**PROBLEM DESCRIPTION**
With nothing omitted, transcribe the entries exactly as written.

**RECORD EXCERPTS**
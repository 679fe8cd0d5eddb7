/*!
Tabula command line interface

Inspects, summarizes and converts saved column files.
*/

pub mod config;

use anyhow::Context;
use clap::{Parser, Subcommand};
use serde_json::json;
use std::fs::File;
use std::io::{BufReader, BufWriter, Write};
use std::path::{Path, PathBuf};

use tabula_core::{Column, ColumnMode, LoadWarning, DEFAULT_DATETIME_FORMAT};
use tabula_history::{HistoryManager, SetDateTimeFormatCommand, SetModeCommand};

use crate::config::Config;

#[derive(Debug, Parser)]
#[command(name = "tabula")]
#[command(about = "Inspect and convert Tabula column files")]
#[command(version)]
pub struct Cli {
    #[command(subcommand)]
    pub command: Commands,
}

#[derive(Debug, Subcommand)]
pub enum Commands {
    /// Print load warnings and descriptive statistics as JSON
    Stats {
        /// Column file to read
        file: PathBuf,
    },

    /// Convert a column to another mode and save it
    Convert {
        /// Column file to read
        file: PathBuf,

        /// Target mode: numeric, text, month, day, datetime, integer, or a numeric code
        #[arg(long, value_parser = parse_mode)]
        mode: ColumnMode,

        /// Output file path (defaults to rewriting the input)
        #[arg(long)]
        output: Option<PathBuf>,

        /// Date-time format used for text conversions
        #[arg(long)]
        datetime_format: Option<String>,
    },

    /// Print name, mode, row count, masks, formulas and properties as JSON
    Info {
        /// Column file to read
        file: PathBuf,
    },
}

/// Accept a mode name or its persisted numeric code
pub fn parse_mode(text: &str) -> Result<ColumnMode, String> {
    if let Some(mode) = ColumnMode::from_name(text) {
        return Ok(mode);
    }
    text.trim()
        .parse::<i32>()
        .ok()
        .and_then(ColumnMode::from_code)
        .ok_or_else(|| format!("unknown column mode '{}'", text))
}

/// Run one command, writing its report to `out`
pub fn run(cli: Cli, config: &Config, out: &mut impl Write) -> anyhow::Result<()> {
    match cli.command {
        Commands::Stats { file } => cmd_stats(&file, out),
        Commands::Info { file } => cmd_info(&file, out),
        Commands::Convert {
            file,
            mode,
            output,
            datetime_format,
        } => {
            let output = output.unwrap_or_else(|| file.clone());
            cmd_convert(&file, mode, &output, datetime_format, config, out)
        }
    }
}

fn load(path: &Path) -> anyhow::Result<(Column, Vec<LoadWarning>)> {
    let file = File::open(path).with_context(|| format!("opening {}", path.display()))?;
    let loaded =
        Column::load(BufReader::new(file)).with_context(|| format!("reading {}", path.display()))?;
    Ok(loaded)
}

fn write_json(out: &mut impl Write, value: &serde_json::Value) -> anyhow::Result<()> {
    serde_json::to_writer_pretty(&mut *out, value)?;
    writeln!(out)?;
    Ok(())
}

fn cmd_stats(path: &Path, out: &mut impl Write) -> anyhow::Result<()> {
    let (column, warnings) = load(path)?;
    let report = json!({
        "name": column.name(),
        "mode": column.column_mode().name(),
        "warnings": warnings,
        "statistics": column.statistics(),
    });
    write_json(out, &report)
}

fn cmd_info(path: &Path, out: &mut impl Write) -> anyhow::Result<()> {
    let (column, warnings) = load(path)?;
    let masks: Vec<[usize; 2]> = column
        .masked_intervals()
        .into_iter()
        .map(|iv| [iv.start, iv.end])
        .collect();
    let formulas: Vec<_> = column
        .formulas()
        .entries()
        .iter()
        .map(|(iv, formula)| json!({ "start": iv.start, "end": iv.end, "formula": formula }))
        .collect();

    let report = json!({
        "name": column.name(),
        "mode": column.column_mode().name(),
        "rows": column.row_count(),
        "plot_designation": column.plot_designation(),
        "datetime_format": column.datetime_format(),
        "masks": masks,
        "formulas": formulas,
        "global_formula": column.global_formula(),
        "properties": column.properties(),
        "warnings": warnings,
    });
    write_json(out, &report)
}

fn cmd_convert(
    path: &Path,
    mode: ColumnMode,
    output: &Path,
    datetime_format: Option<String>,
    config: &Config,
    out: &mut impl Write,
) -> anyhow::Result<()> {
    let (mut column, warnings) = load(path)?;
    let from = column.column_mode();

    let format = datetime_format.or_else(|| {
        (column.datetime_format() == DEFAULT_DATETIME_FORMAT
            && config.datetime_format != DEFAULT_DATETIME_FORMAT)
            .then(|| config.datetime_format.clone())
    });

    let mut history = HistoryManager::new(config.history_depth);
    history.start_group(format!("convert to {}", mode));
    if let Some(format) = format {
        history.execute(Box::new(SetDateTimeFormatCommand::new(format)), &mut column)?;
    }
    history.execute(Box::new(SetModeCommand::new(mode)), &mut column)?;
    history.end_group();

    let file = File::create(output).with_context(|| format!("creating {}", output.display()))?;
    let mut writer = BufWriter::new(file);
    column.save(&mut writer)?;
    writer.flush()?;
    tracing::info!(
        column = %column.name(),
        %from,
        to = %mode,
        output = %output.display(),
        "converted column"
    );

    let report = json!({
        "name": column.name(),
        "from": from.name(),
        "to": mode.name(),
        "rows": column.row_count(),
        "invalid_rows": (0..column.row_count()).filter(|&r| !column.is_valid(r)).count(),
        "output": output.display().to_string(),
        "warnings": warnings,
    });
    write_json(out, &report)
}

**ANSWER FOR THE TASK**
repository 679fe8cd0d5eddb7
/*!
Tabula command line interface

Inspects, summarizes and converts saved column files.
*/

pub mod config;

use anyhow::Context;
use clap::{Parser, Subcommand};
use serde_json::json;
use std::fs::File;
use std::io::{BufReader, BufWriter, Write};
use std::path::{Path, PathBuf};

use tabula_core::{Column, ColumnMode, LoadWarning, DEFAULT_DATETIME_FORMAT};
use tabula_history::{HistoryManager, SetDateTimeFormatCommand, SetModeCommand};

use crate::config::Config;

#[derive(Debug, Parser)]
#[command(name = "tabula")]
#[command(about = "Inspect and convert Tabula column files")]
#[command(version)]
pub struct Cli {
    #[command(subcommand)]
    pub command: Commands,
}

#[derive(Debug, Subcommand)]
pub enum Commands {
    /// Print load warnings and descriptive statistics as JSON
    Stats {
        /// Column file to read
        file: PathBuf,
    },

    /// Convert a column to another mode and save it
    Convert {
        /// Column file to read
        file: PathBuf,

        /// Target mode: numeric, text, month, day, datetime, integer, or a numeric code
        #[arg(long, value_parser = parse_mode)]
        mode: ColumnMode,

        /// Output file path (defaults to rewriting the input)
        #[arg(long)]
        output: Option<PathBuf>,

        /// Date-time format used for text conversions
        #[arg(long)]
        datetime_format: Option<String>,
    },

    /// Print name, mode, row count, masks, formulas and properties as JSON
    Info {
        /// Column file to read
        file: PathBuf,
    },
}

/// Accept a mode name or its persisted numeric code
pub fn parse_mode(text: &str) -> Result<ColumnMode, String> {
    if let Some(mode) = ColumnMode::from_name(text) {
        return Ok(mode);
    }
    text.trim()
        .parse::<i32>()
        .ok()
        .and_then(ColumnMode::from_code)
        .ok_or_else(|| format!("unknown column mode '{}'", text))
}

/// Run one command, writing its report to `out`
pub fn run(cli: Cli, config: &Config, out: &mut impl Write) -> anyhow::Result<()> {
    match cli.command {
        Commands::Stats { file } => cmd_stats(&file, out),
        Commands::Info { file } => cmd_info(&file, out),
        Commands::Convert {
            file,
            mode,
            output,
            datetime_format,
        } => {
            let output = output.unwrap_or_else(|| file.clone());
            cmd_convert(&file, mode, &output, datetime_format, config, out)
        }
    }
}

fn load(path: &Path) -> anyhow::Result<(Column, Vec<LoadWarning>)> {
    let file = File::open(path).with_context(|| format!("opening {}", path.display()))?;
    let loaded =
        Column::load(BufReader::new(file)).with_context(|| format!("reading {}", path.display()))?;
    Ok(loaded)
}

fn write_json(out: &mut impl Write, value: &serde_json::Value) -> anyhow::Result<()> {
    serde_json::to_writer_pretty(&mut *out, value)?;
    writeln!(out)?;
    Ok(())
}

fn cmd_stats(path: &Path, out: &mut impl Write) -> anyhow::Result<()> {
    let (column, warnings) = load(path)?;
    let report = json!({
        "name": column.name(),
        "mode": column.column_mode().name(),
        "warnings": warnings,
        "statistics": column.statistics(),
    });
    write_json(out, &report)
}

fn cmd_info(path: &Path, out: &mut impl Write) -> anyhow::Result<()> {
    let (column, warnings) = load(path)?;
    let masks: Vec<[usize; 2]> = column
        .masked_intervals()
        .into_iter()
        .map(|iv| [iv.start, iv.end])
        .collect();
    let formulas: Vec<_> = column
        .formulas()
        .entries()
        .iter()
        .map(|(iv, formula)| json!({ "start": iv.start, "end": iv.end, "formula": formula }))
        .collect();

    let report = json!({
        "name": column.name(),
        "mode": column.column_mode().name(),
        "rows": column.row_count(),
        "plot_designation": column.plot_designation(),
        "datetime_format": column.datetime_format(),
        "masks": masks,
        "formulas": formulas,
        "global_formula": column.global_formula(),
        "properties": column.properties(),
        "warnings": warnings,
    });
    write_json(out, &report)
}

fn cmd_convert(
    path: &Path,
    mode: ColumnMode,
    output: &Path,
    datetime_format: Option<String>,
    config: &Config,
    out: &mut impl Write,
) -> anyhow::Result<()> {
    let (mut column, warnings) = load(path)?;
    let from = column.column_mode();

    let format = datetime_format.or_else(|| {
        (column.datetime_format() == DEFAULT_DATETIME_FORMAT
            && config.datetime_format != DEFAULT_DATETIME_FORMAT)
            .then(|| config.datetime_format.clone())
    });

    let mut history = HistoryManager::new(config.history_depth);
    history.start_group(format!("convert to {}", mode));
    if let Some(format) = format {
        history.execute(Box::new(SetDateTimeFormatCommand::new(format)), &mut column)?;
    }
    history.execute(Box::new(SetModeCommand::new(mode)), &mut column)?;
    history.end_group();

    let file = File::create(output).with_context(|| format!("creating {}", output.display()))?;
    let mut writer = BufWriter::new(file);
    column.save(&mut writer)?;
    writer.flush()?;
    tracing::info!(
        column = %column.name(),
        %from,
        to = %mode,
        output = %output.display(),
        "converted column"
    );

    let report = json!({
        "name": column.name(),
        "from": from.name(),
        "to": mode.name(),
        "rows": column.row_count(),
        "invalid_rows": (0..column.row_count()).filter(|&r| !column.is_valid(r)).count(),
        "output": output.display().to_string(),
        "warnings": warnings,
    });
    write_json(out, &report)
}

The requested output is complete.